__Work to be completed__: Every line containing "enum" should be identified and copied from the data below.

__Listed entries__:
══════════════════════════════
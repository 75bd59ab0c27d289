//! Domain types for the Package Health Agent
//!
//! `PackageConfig` mirrors the record store's package-configuration
//! collection. The store schema has evolved: several fields moved from flat
//! tier-keyed shapes to dual-mode `{onetime, retainer}` shapes, and old
//! records may still carry the legacy shape or lack a field entirely. The
//! audited fields are therefore kept as raw JSON values and shape-checked by
//! the rule table rather than deserialized into rigid structs.

use chrono::{DateTime, Utc};
use serde::{Deserialize, Serialize};
use serde_json::Value;
use std::fmt;

/// Billing mode under which package content can differ
#[derive(Debug, Clone, Copy, PartialEq, Eq, Hash, Serialize, Deserialize)]
#[serde(rename_all = "lowercase")]
pub enum Mode {
    /// One-off project pricing
    Onetime,
    /// Recurring retainer pricing
    Retainer,
}

impl Mode {
    /// Both modes, in canonical order
    pub const ALL: [Mode; 2] = [Mode::Onetime, Mode::Retainer];

    /// Store key for this mode
    pub fn key(&self) -> &'static str {
        match self {
            Mode::Onetime => "onetime",
            Mode::Retainer => "retainer",
        }
    }
}

impl fmt::Display for Mode {
    fn fmt(&self, f: &mut fmt::Formatter<'_>) -> fmt::Result {
        f.write_str(self.key())
    }
}

/// Package tier level
#[derive(Debug, Clone, Copy, PartialEq, Eq, Hash, Serialize, Deserialize)]
#[serde(rename_all = "lowercase")]
pub enum Tier {
    Starter,
    Growth,
    Premium,
    Elite,
}

impl Tier {
    /// All four tiers, in display order
    pub const ALL: [Tier; 4] = [Tier::Starter, Tier::Growth, Tier::Premium, Tier::Elite];

    /// Store key for this tier
    pub fn key(&self) -> &'static str {
        match self {
            Tier::Starter => "starter",
            Tier::Growth => "growth",
            Tier::Premium => "premium",
            Tier::Elite => "elite",
        }
    }

    /// Capitalized display name, used as the fallback package name
    pub fn display_name(&self) -> &'static str {
        match self {
            Tier::Starter => "Starter",
            Tier::Growth => "Growth",
            Tier::Premium => "Premium",
            Tier::Elite => "Elite",
        }
    }
}

impl fmt::Display for Tier {
    fn fmt(&self, f: &mut fmt::Formatter<'_>) -> fmt::Result {
        f.write_str(self.key())
    }
}

/// One package-configuration record as stored in the external record store.
///
/// Every audited field is independently nullable or malformed before repair,
/// so they are carried as raw JSON. Unknown store fields are preserved in
/// `extra` and never touched by the audit.
#[derive(Debug, Clone, Serialize, Deserialize)]
#[serde(rename_all = "camelCase")]
pub struct PackageConfig {
    /// Record id assigned by the store
    #[serde(rename = "_id")]
    pub id: String,

    /// Display title of the package page (studio/business name)
    #[serde(skip_serializing_if = "Option::is_none")]
    pub title: Option<String>,

    /// Canonically `{onetime: index, retainer: index}`; legacy records hold a
    /// bare integer or nothing
    #[serde(skip_serializing_if = "Option::is_none")]
    pub popular_package_index: Option<Value>,

    /// Canonically mode -> tier -> text; legacy records hold a flat
    /// tier -> text map
    #[serde(skip_serializing_if = "Option::is_none")]
    pub descriptions: Option<Value>,

    /// Canonically mode -> tier -> URL; legacy shape as `descriptions`
    #[serde(skip_serializing_if = "Option::is_none")]
    pub button_links: Option<Value>,

    /// Canonically mode -> tier -> name; legacy shape as `descriptions`
    #[serde(skip_serializing_if = "Option::is_none")]
    pub package_names: Option<Value>,

    /// Canonically mode -> ordered list of enabled tier keys
    #[serde(skip_serializing_if = "Option::is_none")]
    pub active_packages: Option<Value>,

    /// Opaque structured payload rendered by the pricing cards; no safe
    /// default exists when absent
    #[serde(skip_serializing_if = "Option::is_none")]
    pub package_data: Option<Value>,

    #[serde(skip_serializing_if = "Option::is_none")]
    pub price_starter: Option<Value>,

    #[serde(skip_serializing_if = "Option::is_none")]
    pub price_growth: Option<Value>,

    #[serde(skip_serializing_if = "Option::is_none")]
    pub price_premium: Option<Value>,

    /// Store fields the audit does not inspect
    #[serde(flatten)]
    pub extra: serde_json::Map<String, Value>,
}

impl PackageConfig {
    /// Minimal record with the given id; useful for tests and fixtures
    pub fn with_id(id: impl Into<String>) -> Self {
        Self {
            id: id.into(),
            title: None,
            popular_package_index: None,
            descriptions: None,
            button_links: None,
            package_names: None,
            active_packages: None,
            package_data: None,
            price_starter: None,
            price_growth: None,
            price_premium: None,
            extra: serde_json::Map::new(),
        }
    }

    /// Human-readable label used in fix/issue descriptions
    pub fn label(&self) -> String {
        match &self.title {
            Some(title) if !title.is_empty() => format!("{} ({})", title, self.id),
            _ => self.id.clone(),
        }
    }
}

/// Missing-price predicate with the store's JS-era semantics: a price needs
/// attention when it is falsy but not strictly the number zero. An explicit
/// zero is a real price ("free tier"), an absent or null value is not.
pub fn price_is_missing(value: Option<&Value>) -> bool {
    match value {
        None | Some(Value::Null) => true,
        Some(Value::Number(_)) => false,
        Some(Value::Bool(b)) => !b,
        Some(Value::String(s)) => s.is_empty(),
        Some(Value::Array(_)) | Some(Value::Object(_)) => false,
    }
}

/// Outcome classification of an audit run, derived purely from whether the
/// fix list and issue list are each empty
#[derive(Debug, Clone, Copy, PartialEq, Eq, Serialize, Deserialize)]
#[serde(rename_all = "snake_case")]
pub enum ReportStatus {
    AllClear,
    HasFixes,
    HasIssues,
    HasBoth,
}

impl ReportStatus {
    /// Derive the status from fix and issue counts
    pub fn from_counts(fix_count: usize, issue_count: usize) -> Self {
        match (fix_count > 0, issue_count > 0) {
            (false, false) => ReportStatus::AllClear,
            (true, false) => ReportStatus::HasFixes,
            (false, true) => ReportStatus::HasIssues,
            (true, true) => ReportStatus::HasBoth,
        }
    }
}

impl fmt::Display for ReportStatus {
    fn fmt(&self, f: &mut fmt::Formatter<'_>) -> fmt::Result {
        match self {
            ReportStatus::AllClear => write!(f, "all_clear"),
            ReportStatus::HasFixes => write!(f, "has_fixes"),
            ReportStatus::HasIssues => write!(f, "has_issues"),
            ReportStatus::HasBoth => write!(f, "has_both"),
        }
    }
}

/// Immutable record of one audit run. Created by the engine, persisted to the
/// store's report collection, never mutated afterwards.
#[derive(Debug, Clone, Serialize, Deserialize)]
#[serde(rename_all = "camelCase")]
pub struct HealthReport {
    /// Store-assigned id; absent until persisted
    #[serde(rename = "_id", skip_serializing_if = "Option::is_none")]
    pub id: Option<String>,

    /// When the run started
    pub run_at: DateTime<Utc>,

    /// Number of records scanned
    pub total_packages: usize,

    /// Number of records that received at least one automatic fix
    pub auto_fixed: usize,

    /// Number of flagged issues requiring manual review
    pub needs_attention: usize,

    /// One line per applied fix, in record iteration order
    pub fixes: Vec<String>,

    /// One line per flagged issue, in record iteration order
    pub issues: Vec<String>,

    /// Rendered human-readable summary
    pub summary: String,

    pub status: ReportStatus,
}

impl HealthReport {
    /// Build a report from the accumulated results of one run
    pub fn from_run(
        run_at: DateTime<Utc>,
        total_packages: usize,
        auto_fixed: usize,
        fixes: Vec<String>,
        issues: Vec<String>,
    ) -> Self {
        let status = ReportStatus::from_counts(fixes.len(), issues.len());
        let summary = Self::render_summary(run_at, total_packages, auto_fixed, &fixes, &issues, status);
        Self {
            id: None,
            run_at,
            total_packages,
            auto_fixed,
            needs_attention: issues.len(),
            fixes,
            issues,
            summary,
            status,
        }
    }

    fn render_summary(
        run_at: DateTime<Utc>,
        total: usize,
        auto_fixed: usize,
        fixes: &[String],
        issues: &[String],
        status: ReportStatus,
    ) -> String {
        let mut lines = vec![
            format!("Package health check - {}", run_at.to_rfc3339()),
            format!("Scanned {} package configuration(s).", total),
            format!(
                "Applied {} automatic fix(es) across {} record(s).",
                fixes.len(),
                auto_fixed
            ),
            format!("Flagged {} issue(s) for manual review.", issues.len()),
        ];
        if !fixes.is_empty() {
            lines.push("Fixes:".to_string());
            for fix in fixes {
                lines.push(format!("  - {}", fix));
            }
        }
        if !issues.is_empty() {
            lines.push("Issues:".to_string());
            for issue in issues {
                lines.push(format!("  - {}", issue));
            }
        }
        lines.push(format!("Status: {}", status));
        lines.join("\n")
    }
}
══════════════════════════════
__Worked solution__:
pub enum Mode {
pub enum Tier {
pub enum ReportStatus {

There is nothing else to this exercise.